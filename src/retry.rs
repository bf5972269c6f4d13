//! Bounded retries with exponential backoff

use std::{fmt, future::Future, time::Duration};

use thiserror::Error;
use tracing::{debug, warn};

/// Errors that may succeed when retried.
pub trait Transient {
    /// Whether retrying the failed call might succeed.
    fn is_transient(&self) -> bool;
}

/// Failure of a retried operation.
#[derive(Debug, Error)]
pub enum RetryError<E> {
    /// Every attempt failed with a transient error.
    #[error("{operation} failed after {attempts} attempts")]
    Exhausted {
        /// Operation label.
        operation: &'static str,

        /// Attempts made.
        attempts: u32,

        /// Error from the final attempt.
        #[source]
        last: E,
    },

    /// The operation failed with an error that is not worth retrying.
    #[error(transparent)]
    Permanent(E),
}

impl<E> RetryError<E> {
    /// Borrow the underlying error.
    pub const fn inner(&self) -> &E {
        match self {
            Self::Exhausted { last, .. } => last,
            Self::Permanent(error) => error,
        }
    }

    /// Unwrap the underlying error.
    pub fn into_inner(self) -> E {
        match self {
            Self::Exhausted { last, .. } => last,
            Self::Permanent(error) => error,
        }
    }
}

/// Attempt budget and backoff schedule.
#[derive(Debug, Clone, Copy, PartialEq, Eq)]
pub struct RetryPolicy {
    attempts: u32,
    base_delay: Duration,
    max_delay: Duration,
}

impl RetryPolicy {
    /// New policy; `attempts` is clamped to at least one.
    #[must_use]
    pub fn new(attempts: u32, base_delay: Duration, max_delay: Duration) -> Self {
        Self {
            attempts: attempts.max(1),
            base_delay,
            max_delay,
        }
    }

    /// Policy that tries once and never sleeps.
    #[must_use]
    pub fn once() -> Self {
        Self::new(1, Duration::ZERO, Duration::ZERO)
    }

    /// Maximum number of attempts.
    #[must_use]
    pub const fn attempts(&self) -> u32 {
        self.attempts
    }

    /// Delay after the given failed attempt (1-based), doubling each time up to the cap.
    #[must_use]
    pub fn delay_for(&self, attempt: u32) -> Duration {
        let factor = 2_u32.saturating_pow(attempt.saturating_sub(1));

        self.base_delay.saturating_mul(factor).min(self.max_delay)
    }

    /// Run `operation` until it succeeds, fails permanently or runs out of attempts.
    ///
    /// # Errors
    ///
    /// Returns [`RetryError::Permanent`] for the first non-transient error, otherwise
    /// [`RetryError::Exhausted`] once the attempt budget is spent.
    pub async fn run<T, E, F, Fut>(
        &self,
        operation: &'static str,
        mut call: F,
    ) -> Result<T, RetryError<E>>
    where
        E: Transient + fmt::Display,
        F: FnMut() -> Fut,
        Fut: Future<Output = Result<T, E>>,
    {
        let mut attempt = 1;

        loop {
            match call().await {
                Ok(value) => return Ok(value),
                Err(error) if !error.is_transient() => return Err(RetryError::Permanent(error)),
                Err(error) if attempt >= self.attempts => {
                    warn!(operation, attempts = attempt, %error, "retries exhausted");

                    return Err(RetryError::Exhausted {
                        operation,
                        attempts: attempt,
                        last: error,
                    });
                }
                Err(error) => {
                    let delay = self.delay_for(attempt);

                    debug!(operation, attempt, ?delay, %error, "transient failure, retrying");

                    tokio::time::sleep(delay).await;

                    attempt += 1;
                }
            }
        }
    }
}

+++++

ASSIGNMENT
Transcribe each line of the data exactly, skipping none.

RESPONSE BELOW
filename src/retry.rs
repository bf5972269c6f4d13
//! Bounded retries with exponential backoff

use std::{fmt, future::Future, time::Duration};

use thiserror::Error;
use tracing::{debug, warn};

/// Errors that may succeed when retried.
pub trait Transient {
    /// Whether retrying the failed call might succeed.
    fn is_transient(&self) -> bool;
}

/// Failure of a retried operation.
#[derive(Debug, Error)]
pub enum RetryError<E> {
    /// Every attempt failed with a transient error.
    #[error("{operation} failed after {attempts} attempts")]
    Exhausted {
        /// Operation label.
        operation: &'static str,

        /// Attempts made.
        attempts: u32,

        /// Error from the final attempt.
        #[source]
        last: E,
    },

    /// The operation failed with an error that is not worth retrying.
    #[error(transparent)]
    Permanent(E),
}

impl<E> RetryError<E> {
    /// Borrow the underlying error.
    pub const fn inner(&self) -> &E {
        match self {
            Self::Exhausted { last, .. } => last,
            Self::Permanent(error) => error,
        }
    }

    /// Unwrap the underlying error.
    pub fn into_inner(self) -> E {
        match self {
            Self::Exhausted { last, .. } => last,
            Self::Permanent(error) => error,
        }
    }
}

/// Attempt budget and backoff schedule.
#[derive(Debug, Clone, Copy, PartialEq, Eq)]
pub struct RetryPolicy {
    attempts: u32,
    base_delay: Duration,
    max_delay: Duration,
}

impl RetryPolicy {
    /// New policy; `attempts` is clamped to at least one.
    #[must_use]
    pub fn new(attempts: u32, base_delay: Duration, max_delay: Duration) -> Self {
        Self {
            attempts: attempts.max(1),
            base_delay,
            max_delay,
        }
    }

    /// Policy that tries once and never sleeps.
    #[must_use]
    pub fn once() -> Self {
        Self::new(1, Duration::ZERO, Duration::ZERO)
    }

    /// Maximum number of attempts.
    #[must_use]
    pub const fn attempts(&self) -> u32 {
        self.attempts
    }

    /// Delay after the given failed attempt (1-based), doubling each time up to the cap.
    #[must_use]
    pub fn delay_for(&self, attempt: u32) -> Duration {
        let factor = 2_u32.saturating_pow(attempt.saturating_sub(1));

        self.base_delay.saturating_mul(factor).min(self.max_delay)
    }

    /// Run `operation` until it succeeds, fails permanently or runs out of attempts.
    ///
    /// # Errors
    ///
    /// Returns [`RetryError::Permanent`] for the first non-transient error, otherwise
    /// [`RetryError::Exhausted`] once the attempt budget is spent.
    pub async fn run<T, E, F, Fut>(
        &self,
        operation: &'static str,
        mut call: F,
    ) -> Result<T, RetryError<E>>
    where
        E: Transient + fmt::Display,
        F: FnMut() -> Fut,
        Fut: Future<Output = Result<T, E>>,
    {
        let mut attempt = 1;

        loop {
            match call().await {
                Ok(value) => return Ok(value),
                Err(error) if !error.is_transient() => return Err(RetryError::Permanent(error)),
                Err(error) if attempt >= self.attempts => {
                    warn!(operation, attempts = attempt, %error, "retries exhausted");

                    return Err(RetryError::Exhausted {
                        operation,
                        attempts: attempt,
                        last: error,
                    });
                }
                Err(error) => {
                    let delay = self.delay_for(attempt);

                    debug!(operation, attempt, ?delay, %error, "transient failure, retrying");

                    tokio::time::sleep(delay).await;

                    attempt += 1;
                }
            }
        }
    }
}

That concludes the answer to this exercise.